Population (2024-12-31)
- • Total: 8,030
- • Density: 142/km^{2} (367/sq mi)
- Time zone: UTC+01:00 (CET)
- • Summer (DST): UTC+02:00 (CEST)
- Postal codes: 39240
- Dialling codes: 039291
- Vehicle registration: SLK, SBK, BBG, ASL, SFT
- Website: www.calbe.de

= Calbe =

Calbe (/de/; official name: Calbe (Saale)) is a town in the district of Salzlandkreis, in Saxony-Anhalt, in east-central Germany.

== Geography ==
It is situated on the river Saale, approx. 12 km north of Bernburg, and 25 km southeast of Magdeburg. It is known as Calbe an der Saale, to distinguish it from the smaller town of Kalbe on the Milde in the same state.

Historically it was a railway junction, and among its industries were wool-weaving and the manufacture of cloth, paper, stoves, sugar and bricks. Cucumbers and onions were cultivated, and soft coal was mined in the neighborhood.

The river Saale runs on the east side of the town, and over a weir. This is a small kind of dam where the water flows over the structure allowing passage of shallow draft barges up or down — moreover rather than being channeled through it the water is used off this flow to generate energy and it raises the water level only a relatively small amount.

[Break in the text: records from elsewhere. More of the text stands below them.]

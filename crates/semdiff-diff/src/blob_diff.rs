//! Line diffs and unified-diff text, the view used whenever a file cannot
//! be compared structurally. Hunks come from `similar` (Myers).

use similar::{ChangeTag, TextDiff};

/// Context lines around each hunk when none are configured.
pub const DEFAULT_CONTEXT_LINES: usize = 3;

/// Line-level difference between two contents.
#[derive(Clone, Debug, PartialEq, Eq)]
pub struct BlobDiff {
    pub hunks: Vec<DiffHunk>,
    /// At least one side is not UTF-8; hunks hold a size summary only.
    pub binary: bool,
}

impl BlobDiff {
    fn unchanged(binary: bool) -> Self {
        Self {
            hunks: Vec::new(),
            binary,
        }
    }

    pub fn is_empty(&self) -> bool {
        self.hunks.is_empty()
    }

    pub fn additions(&self) -> usize {
        self.count(|l| matches!(l, DiffLine::Added(_)))
    }

    pub fn removals(&self) -> usize {
        self.count(|l| matches!(l, DiffLine::Removed(_)))
    }

    fn count(&self, pred: impl Fn(&DiffLine) -> bool) -> usize {
        self.hunks.iter().flat_map(|h| &h.lines).filter(|l| pred(l)).count()
    }
}

/// One `@@` block: a run of changes with surrounding context.
///
/// Starts are 1-based line numbers; counts are the number of lines the
/// hunk spans on each side.
#[derive(Clone, Debug, PartialEq, Eq)]
pub struct DiffHunk {
    pub old_start: usize,
    pub old_count: usize,
    pub new_start: usize,
    pub new_count: usize,
    pub lines: Vec<DiffLine>,
}

impl DiffHunk {
    /// The `@@ -a,b +c,d @@` marker. An empty side is anchored at the line
    /// before the hunk, as `diff -u` does.
    pub fn header(&self) -> String {
        let anchor = |start: usize, count: usize| if count == 0 { start - 1 } else { start };
        format!(
            "@@ -{},{} +{},{} @@",
            anchor(self.old_start, self.old_count),
            self.old_count,
            anchor(self.new_start, self.new_count),
            self.new_count
        )
    }
}

/// A hunk line without its trailing newline.
#[derive(Clone, Debug, PartialEq, Eq)]
pub enum DiffLine {
    Context(String),
    Added(String),
    Removed(String),
}

impl DiffLine {
    fn prefix(&self) -> char {
        match self {
            DiffLine::Context(_) => ' ',
            DiffLine::Added(_) => '+',
            DiffLine::Removed(_) => '-',
        }
    }

    fn text(&self) -> &str {
        match self {
            DiffLine::Context(t) | DiffLine::Added(t) | DiffLine::Removed(t) => t,
        }
    }
}

/// Compute a line-by-line diff with the default context radius.
pub fn diff_blobs(old: &[u8], new: &[u8]) -> BlobDiff {
    diff_blobs_with_context(old, new, DEFAULT_CONTEXT_LINES)
}

/// Line diff keeping `context` unchanged lines around each change.
///
/// Non-UTF-8 input yields a single synthetic hunk describing the sizes.
pub fn diff_blobs_with_context(old: &[u8], new: &[u8], context: usize) -> BlobDiff {
    let (Ok(old_str), Ok(new_str)) = (std::str::from_utf8(old), std::str::from_utf8(new)) else {
        return binary_diff(old, new);
    };
    if old_str == new_str {
        return BlobDiff::unchanged(false);
    }

    let text_diff = TextDiff::from_lines(old_str, new_str);
    let mut hunks = Vec::new();

    for group in text_diff.grouped_ops(context) {
        let (Some(first), Some(last)) = (group.first(), group.last()) else {
            continue;
        };
        let old_range = first.old_range().start..last.old_range().end;
        let new_range = first.new_range().start..last.new_range().end;

        let mut lines = Vec::new();
        for op in &group {
            for change in text_diff.iter_changes(op) {
                let text = change.value().trim_end_matches(['\n', '\r']).to_string();
                lines.push(match change.tag() {
                    ChangeTag::Equal => DiffLine::Context(text),
                    ChangeTag::Delete => DiffLine::Removed(text),
                    ChangeTag::Insert => DiffLine::Added(text),
                });
            }
        }

        hunks.push(DiffHunk {
            old_start: old_range.start + 1,
            old_count: old_range.len(),
            new_start: new_range.start + 1,
            new_count: new_range.len(),
            lines,
        });
    }

    BlobDiff {
        hunks,
        binary: false,
    }
}

fn binary_diff(old: &[u8], new: &[u8]) -> BlobDiff {
    if old == new {
        return BlobDiff::unchanged(true);
    }

    let summary = |bytes: &[u8]| format!("(binary content, {} bytes)", bytes.len());
    let mut lines = Vec::new();
    if !old.is_empty() {
        lines.push(DiffLine::Removed(summary(old)));
    }
    if !new.is_empty() {
        lines.push(DiffLine::Added(summary(new)));
    }

    BlobDiff {
        hunks: vec![DiffHunk {
            old_start: 1,
            old_count: usize::from(!old.is_empty()),
            new_start: 1,
            new_count: usize::from(!new.is_empty()),
            lines,
        }],
        binary: true,
    }
}

/// Render a unified diff of `path` between two optional contents.
///
/// An absent side is labelled `/dev/null` and diffed as empty. Identical
/// contents render as an empty string.
pub fn unified_diff(path: &str, old: Option<&[u8]>, new: Option<&[u8]>, context: usize) -> String {
    let diff = diff_blobs_with_context(old.unwrap_or_default(), new.unwrap_or_default(), context);
    if diff.is_empty() {
        return String::new();
    }

    let old_label = old.map_or_else(|| "/dev/null".to_string(), |_| format!("a/{path}"));
    let new_label = new.map_or_else(|| "/dev/null".to_string(), |_| format!("b/{path}"));

    if diff.binary {
        return format!("Binary files {old_label} and {new_label} differ\n");
    }

    let mut out = format!("--- {old_label}\n+++ {new_label}\n");
    for hunk in &diff.hunks {
        out.push_str(&hunk.header());
        out.push('\n');
        for line in &hunk.lines {
            out.push(line.prefix());
            out.push_str(line.text());
            out.push('\n');
        }
    }
    out
}

#[cfg(test)]
mod tests {
    use super::*;

    #[test]
    fn same_text_has_no_hunks() {
        assert!(diff_blobs(b"x\ny\n", b"x\ny\n").is_empty());
    }

    #[test]
    fn counts_added_and_removed_lines() {
        let diff = diff_blobs(b"keep\nold\n", b"keep\nnew\nextra\n");
        assert_eq!(diff.additions(), 2);
        assert_eq!(diff.removals(), 1);
    }

    #[test]
    fn crlf_line_endings_are_trimmed() {
        let diff = diff_blobs(b"a\r\nb\r\n", b"a\r\nc\r\n");
        assert!(diff.hunks[0].lines.contains(&DiffLine::Removed("b".into())));
    }

    #[test]
    fn non_utf8_yields_size_summary() {
        let diff = diff_blobs(&[0xFF, 0x01], &[0xFE, 0x01, 0x02]);
        assert!(diff.binary);
        assert_eq!(
            diff.hunks[0].lines,
            vec![
                DiffLine::Removed("(binary content, 2 bytes)".into()),
                DiffLine::Added("(binary content, 3 bytes)".into()),
            ]
        );
    }

    #[test]
    fn hunk_ranges_cover_context() {
        let old = b"a\nb\nc\nd\ne\nf\ng\nh\ni\nj\n";
        let new = b"a\nb\nc\nd\nX\nf\ng\nh\ni\nj\n";

        let diff = diff_blobs(old, new);
        let hunk = &diff.hunks[0];
        assert_eq!((hunk.old_start, hunk.old_count), (2, 7));
        assert_eq!((hunk.new_start, hunk.new_count), (2, 7));
        assert_eq!(hunk.header(), "@@ -2,7 +2,7 @@");
    }

    #[test]
    fn context_radius_is_configurable() {
        let old = b"a\nb\nc\nd\ne\n";
        let new = b"a\nb\nX\nd\ne\n";

        let diff = diff_blobs_with_context(old, new, 0);
        assert_eq!(diff.hunks[0].lines.len(), 2);
        assert_eq!(diff.hunks[0].header(), "@@ -3,1 +3,1 @@");
    }

    #[test]
    fn unified_rendering() {
        let text = unified_diff("notes.txt", Some(b"one\ntwo\n"), Some(b"one\nthree\n"), 3);
        assert_eq!(
            text,
            "--- a/notes.txt\n+++ b/notes.txt\n@@ -1,2 +1,2 @@\n one\n-two\n+three\n"
        );
    }

    #[test]
    fn unified_rendering_of_added_file() {
        let text = unified_diff("new.json", None, Some(b"{}\n"), 3);
        assert_eq!(text, "--- /dev/null\n+++ b/new.json\n@@ -0,0 +1,1 @@\n+{}\n");
    }

    #[test]
    fn unified_rendering_of_deleted_file() {
        let text = unified_diff("old.yaml", Some(b"a: 1\nb: 2\n"), None, 3);
        assert_eq!(text, "--- a/old.yaml\n+++ /dev/null\n@@ -1,2 +0,0 @@\n-a: 1\n-b: 2\n");
    }

    #[test]
    fn unified_rendering_of_identical_content_is_empty() {
        assert_eq!(unified_diff("x.txt", Some(b"same\n"), Some(b"same\n"), 3), "");
    }

    #[test]
    fn unified_rendering_of_multiple_hunks() {
        let old = b"a\nb\nc\nd\ne\nf\ng\nh\n";
        let new = b"A\nb\nc\nd\ne\nf\ng\nH\n";
        let text = unified_diff("two.txt", Some(old), Some(new), 1);
        assert_eq!(
            text,
            "--- a/two.txt\n+++ b/two.txt\n@@ -1,2 +1,2 @@\n-a\n+A\n b\n@@ -7,2 +7,2 @@\n g\n-h\n+H\n"
        );
    }

    #[test]
    fn unified_rendering_of_binary_content() {
        let text = unified_diff("logo.png", Some(&[0xFF, 0x00]), Some(&[0xFE, 0x00]), 3);
        assert_eq!(text, "Binary files a/logo.png and b/logo.png differ\n");
    }
}
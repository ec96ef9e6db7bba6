//! Format detection: map a file path to a diff strategy.

use std::fmt;
use std::path::Path;

use serde::{Deserialize, Serialize};

/// The strategy used to diff a file.
#[derive(Clone, Copy, Debug, PartialEq, Eq, Hash, Serialize, Deserialize)]
#[serde(rename_all = "snake_case")]
pub enum DiffFormat {
    Json,
    Yaml,
    Csv,
    Toml,
    /// Source code compared per top-level declaration.
    CodeDeclaration,
    /// No semantic strategy; use a unified diff.
    Fallback,
}

impl DiffFormat {
    /// All formats, in detection-table order.
    pub const ALL: [DiffFormat; 6] = [
        DiffFormat::Json,
        DiffFormat::Yaml,
        DiffFormat::Csv,
        DiffFormat::Toml,
        DiffFormat::CodeDeclaration,
        DiffFormat::Fallback,
    ];

    /// The serialized tag for this format.
    pub fn as_str(self) -> &'static str {
        match self {
            DiffFormat::Json => "json",
            DiffFormat::Yaml => "yaml",
            DiffFormat::Csv => "csv",
            DiffFormat::Toml => "toml",
            DiffFormat::CodeDeclaration => "code_declaration",
            DiffFormat::Fallback => "fallback",
        }
    }

    /// Returns `true` for key/value data formats with a document parser.
    pub fn is_structured(self) -> bool {
        matches!(
            self,
            DiffFormat::Json | DiffFormat::Yaml | DiffFormat::Csv | DiffFormat::Toml
        )
    }

    /// File extensions recognised for this format (lowercase, no dot).
    pub fn extensions(self) -> &'static [&'static str] {
        match self {
            DiffFormat::Json => &["json"],
            DiffFormat::Yaml => &["yaml", "yml"],
            DiffFormat::Csv => &["csv"],
            DiffFormat::Toml => &["toml"],
            DiffFormat::CodeDeclaration => &["rs", "py"],
            DiffFormat::Fallback => &[],
        }
    }
}

impl fmt::Display for DiffFormat {
    fn fmt(&self, f: &mut fmt::Formatter<'_>) -> fmt::Result {
        f.write_str(self.as_str())
    }
}

/// Well-known file names whose extension does not reveal the format.
const KNOWN_FILE_NAMES: &[(&str, DiffFormat)] = &[
    ("cargo.lock", DiffFormat::Toml),
    ("pipfile", DiffFormat::Toml),
    ("poetry.lock", DiffFormat::Toml),
    (".clang-format", DiffFormat::Yaml),
];

/// Classify a path into a [`DiffFormat`].
///
/// Matching is case-insensitive. Unrecognised paths map to
/// [`DiffFormat::Fallback`]; this is a normal outcome, not an error.
pub fn detect_format(path: &str) -> DiffFormat {
    let path = Path::new(path);

    if let Some(name) = path.file_name().and_then(|n| n.to_str()) {
        let name = name.to_ascii_lowercase();
        if let Some((_, format)) = KNOWN_FILE_NAMES.iter().find(|(known, _)| *known == name) {
            return *format;
        }
    }

    let Some(ext) = path.extension().and_then(|e| e.to_str()) else {
        return DiffFormat::Fallback;
    };
    let ext = ext.to_ascii_lowercase();

    DiffFormat::ALL
        .into_iter()
        .find(|format| format.extensions().contains(&ext.as_str()))
        .unwrap_or(DiffFormat::Fallback)
}

#[cfg(test)]
mod tests {
    use super::*;

    #[test]
    fn structured_extensions() {
        assert_eq!(detect_format("config.json"), DiffFormat::Json);
        assert_eq!(detect_format("deploy/values.yaml"), DiffFormat::Yaml);
        assert_eq!(detect_format(".github/workflows/ci.yml"), DiffFormat::Yaml);
        assert_eq!(detect_format("data/users.csv"), DiffFormat::Csv);
        assert_eq!(detect_format("Cargo.toml"), DiffFormat::Toml);
    }

    #[test]
    fn extension_is_case_insensitive() {
        assert_eq!(detect_format("CONFIG.JSON"), DiffFormat::Json);
        assert_eq!(detect_format("Values.YmL"), DiffFormat::Yaml);
    }

    #[test]
    fn source_code_extensions() {
        assert_eq!(detect_format("src/lib.rs"), DiffFormat::CodeDeclaration);
        assert_eq!(detect_format("app/main.py"), DiffFormat::CodeDeclaration);
    }

    #[test]
    fn well_known_file_names() {
        assert_eq!(detect_format("Cargo.lock"), DiffFormat::Toml);
        assert_eq!(detect_format("sub/dir/Pipfile"), DiffFormat::Toml);
    }

    #[test]
    fn unknown_paths_fall_back() {
        assert_eq!(detect_format("README.md"), DiffFormat::Fallback);
        assert_eq!(detect_format("notes.txt"), DiffFormat::Fallback);
        assert_eq!(detect_format("Makefile"), DiffFormat::Fallback);
        assert_eq!(detect_format(""), DiffFormat::Fallback);
        assert_eq!(detect_format("archive.json.gz"), DiffFormat::Fallback);
    }

    #[test]
    fn dotfile_without_extension_falls_back() {
        assert_eq!(detect_format(".json"), DiffFormat::Fallback);
    }

    #[test]
    fn tags_serialize_as_snake_case() {
        assert_eq!(serde_json::to_string(&DiffFormat::Json).unwrap(), "\"json\"");
        assert_eq!(
            serde_json::to_string(&DiffFormat::CodeDeclaration).unwrap(),
            "\"code_declaration\""
        );
        for format in DiffFormat::ALL {
            let json = serde_json::to_string(&format).unwrap();
            assert_eq!(json, format!("\"{}\"", format.as_str()));
        }
    }

    #[test]
    fn structured_flag() {
        assert!(DiffFormat::Csv.is_structured());
        assert!(!DiffFormat::CodeDeclaration.is_structured());
        assert!(!DiffFormat::Fallback.is_structured());
    }
}
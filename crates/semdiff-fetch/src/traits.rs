use async_trait::async_trait;

use crate::config::FetchConfig;
use crate::error::{FetchError, FetchResult};

/// Source of file content at a revision.
///
/// Implementations must enforce their [`FetchConfig`]: oversized content is
/// an error, never truncated, and directories are reported as `NotAFile`.
#[async_trait]
pub trait ContentFetcher: Send + Sync {
    /// Fetch the full content of `path` at `rev`.
    async fn fetch(&self, path: &str, rev: &str) -> FetchResult<Vec<u8>>;
}

/// Apply the size and text checks of `config` to fetched content.
pub fn validate_content(config: &FetchConfig, path: &str, content: Vec<u8>) -> FetchResult<Vec<u8>> {
    let size = content.len() as u64;
    if size > config.max_file_size {
        return Err(FetchError::SizeExceeded {
            path: path.to_string(),
            size,
            max: config.max_file_size,
        });
    }
    if config.require_text && std::str::from_utf8(&content).is_err() {
        return Err(FetchError::Decode {
            path: path.to_string(),
        });
    }
    Ok(content)
}
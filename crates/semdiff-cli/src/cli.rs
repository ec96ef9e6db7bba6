use std::path::PathBuf;

use clap::{Args, Parser, Subcommand};

#[derive(Parser)]
#[command(
    name = "semdiff",
    about = "Semantic diffs for data files, source declarations and patches",
    version,
)]
pub struct Cli {
    #[command(subcommand)]
    pub command: Command,

    #[arg(short, long, global = true)]
    pub verbose: bool,

    #[arg(long, global = true, default_value = "text")]
    pub format: OutputFormat,

    /// TOML configuration file (defaults to ./.semdiff.toml when present)
    #[arg(long, global = true)]
    pub config: Option<PathBuf>,
}

#[derive(Clone, Debug, PartialEq, Eq, clap::ValueEnum)]
pub enum OutputFormat {
    Text,
    Json,
}

#[derive(Subcommand)]
pub enum Command {
    /// Compare two files on disk
    Compare(CompareArgs),
    /// Compare a file between two revisions of a git repository
    Revisions(RevisionsArgs),
    /// Rewrite a multi-file unified diff with semantic sections
    Patch(PatchArgs),
    /// Show the diff strategy chosen for each path
    Detect(DetectArgs),
    /// List supported formats
    Formats,
}

#[derive(Args)]
pub struct CompareArgs {
    pub base: PathBuf,
    pub head: PathBuf,
    /// Path used for format detection (defaults to the head file name)
    #[arg(long)]
    pub path: Option<String>,
}

#[derive(Args)]
pub struct RevisionsArgs {
    pub path: String,
    pub base_ref: String,
    #[arg(default_value = "HEAD")]
    pub head_ref: String,
    #[arg(long, default_value = ".")]
    pub repo: PathBuf,
}

#[derive(Args)]
pub struct PatchArgs {
    /// Patch file to read; stdin when omitted
    pub file: Option<PathBuf>,
}

#[derive(Args)]
pub struct DetectArgs {
    pub paths: Vec<String>,
}
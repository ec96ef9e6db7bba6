use clap::Parser;

mod cli;
mod commands;
mod config;

fn main() -> anyhow::Result<()> {
    let cli = cli::Cli::parse();
    let level = if cli.verbose {
        tracing::Level::DEBUG
    } else {
        tracing::Level::WARN
    };
    tracing_subscriber::fmt()
        .with_max_level(level)
        .with_writer(std::io::stderr)
        .init();
    commands::run_command(cli)
}
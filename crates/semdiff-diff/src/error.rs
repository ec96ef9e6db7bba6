//! Error types for the diff crate.
//!
//! The engine itself never fails: these errors are produced by the
//! format-specific parsers and absorbed by the semantic differ, which turns
//! them into a unified-diff fallback.

use crate::format::DiffFormat;

/// Errors that can occur while parsing one side of a comparison.
#[derive(Debug, thiserror::Error)]
pub enum ParseError {
    /// The content is not valid UTF-8 text.
    #[error("content is not valid UTF-8")]
    NotUtf8,

    /// The document contains nothing to parse.
    #[error("empty document")]
    Empty,

    #[error("invalid JSON: {0}")]
    Json(#[from] serde_json::Error),

    #[error("invalid YAML: {0}")]
    Yaml(#[from] serde_yaml::Error),

    #[error("invalid TOML: {0}")]
    Toml(#[from] toml::de::Error),

    #[error("invalid CSV: {0}")]
    Csv(#[from] csv::Error),

    /// The format has no structural parser (e.g. `fallback`).
    #[error("no structural parser for format {0}")]
    Unsupported(DiffFormat),

    /// The source-code grammar could not be loaded or produced no tree.
    #[error("failed to parse {language} source: {reason}")]
    Syntax {
        language: &'static str,
        reason: String,
    },
}

/// Convenience alias for parse results.
pub type ParseResult<T> = Result<T, ParseError>;
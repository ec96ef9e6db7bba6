use semdiff_diff::{semantic_diff_with, DiffOptions, DiffResult};
use tracing::{debug, warn};

use crate::error::{CompareError, CompareResult, FetchResult};
use crate::traits::ContentFetcher;

/// Compare `path` between two revisions with default diff options.
pub async fn compare_two_revisions<F>(
    fetcher: &F,
    path: &str,
    base_ref: &str,
    head_ref: &str,
) -> CompareResult<DiffResult>
where
    F: ContentFetcher + ?Sized,
{
    compare_two_revisions_with(&DiffOptions::default(), fetcher, path, base_ref, head_ref).await
}

/// Compare `path` between two revisions.
///
/// Both sides are fetched concurrently. If exactly one fetch fails, that
/// side is treated as absent and the file shows up as added or deleted;
/// only a failure on both sides is an error.
pub async fn compare_two_revisions_with<F>(
    options: &DiffOptions,
    fetcher: &F,
    path: &str,
    base_ref: &str,
    head_ref: &str,
) -> CompareResult<DiffResult>
where
    F: ContentFetcher + ?Sized,
{
    let (base, head) = tokio::join!(fetcher.fetch(path, base_ref), fetcher.fetch(path, head_ref));

    let (base, head) = match (base, head) {
        (Err(base), Err(head)) => {
            return Err(CompareError::BothSidesFailed {
                path: path.to_string(),
                base_ref: base_ref.to_string(),
                base,
                head_ref: head_ref.to_string(),
                head,
            })
        }
        (base, head) => (
            present(base, path, "base", base_ref),
            present(head, path, "head", head_ref),
        ),
    };

    debug!(path, base_ref, head_ref, "comparing revisions");
    Ok(semantic_diff_with(options, path, base.as_deref(), head.as_deref()))
}

fn present(fetched: FetchResult<Vec<u8>>, path: &str, side: &str, rev: &str) -> Option<Vec<u8>> {
    fetched
        .map_err(|error| warn!(path, side, rev, %error, "fetch failed, treating side as absent"))
        .ok()
}

#[cfg(test)]
mod tests {
    use super::*;
    use crate::memory::InMemoryFetcher;
    use semdiff_diff::DiffFormat;

    fn fetcher() -> InMemoryFetcher {
        let fetcher = InMemoryFetcher::new();
        fetcher.insert_file("main", "config.json", r#"{"a":1,"b":2}"#);
        fetcher.insert_file("feature", "config.json", r#"{"b":2,"a":1,"c":3}"#);
        fetcher.insert_file("feature", "new.yaml", "a: 1\n");
        fetcher
    }

    #[tokio::test]
    async fn both_sides_present() {
        let result = compare_two_revisions(&fetcher(), "config.json", "main", "feature")
            .await
            .unwrap();
        assert_eq!(result.format, DiffFormat::Json);
        assert!(!result.used_fallback);
        assert_eq!(result.render(), "c: added 3");
    }

    #[tokio::test]
    async fn single_failure_is_an_added_file() {
        let result = compare_two_revisions(&fetcher(), "new.yaml", "main", "feature")
            .await
            .unwrap();
        assert_eq!(result.format, DiffFormat::Yaml);
        assert!(result.used_fallback);
        assert_eq!(result.message.as_deref(), Some("file added"));
    }

    #[tokio::test]
    async fn both_failures_are_reported_together() {
        let err = compare_two_revisions(&fetcher(), "missing.json", "main", "feature")
            .await
            .unwrap_err();
        let CompareError::BothSidesFailed {
            base_ref, head_ref, ..
        } = &err;
        assert_eq!((base_ref.as_str(), head_ref.as_str()), ("main", "feature"));
        assert_eq!(
            err.to_string(),
            "failed to get file at both refs: base \"main\": missing.json not found at main, \
             head \"feature\": missing.json not found at feature"
        );
    }

    #[tokio::test]
    async fn works_through_trait_objects() {
        let fetcher: Box<dyn ContentFetcher> = Box::new(fetcher());
        let result = compare_two_revisions(fetcher.as_ref(), "config.json", "feature", "main")
            .await
            .unwrap();
        assert_eq!(result.render(), "c: removed (was 3)");
    }
}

At the weir, the Saale is partly diverted, while some of the river flows over the weir and continues on its natural path, the rest is channeled through an artificial path, known as "Mühlgraben". This takes the water between two (now abandoned) buildings which used to harness the power of the water to mill grain into flour, and the other to make paper. After flowing between the mills, the water continues on an artificial path for a couple of miles before returning to the Saale proper.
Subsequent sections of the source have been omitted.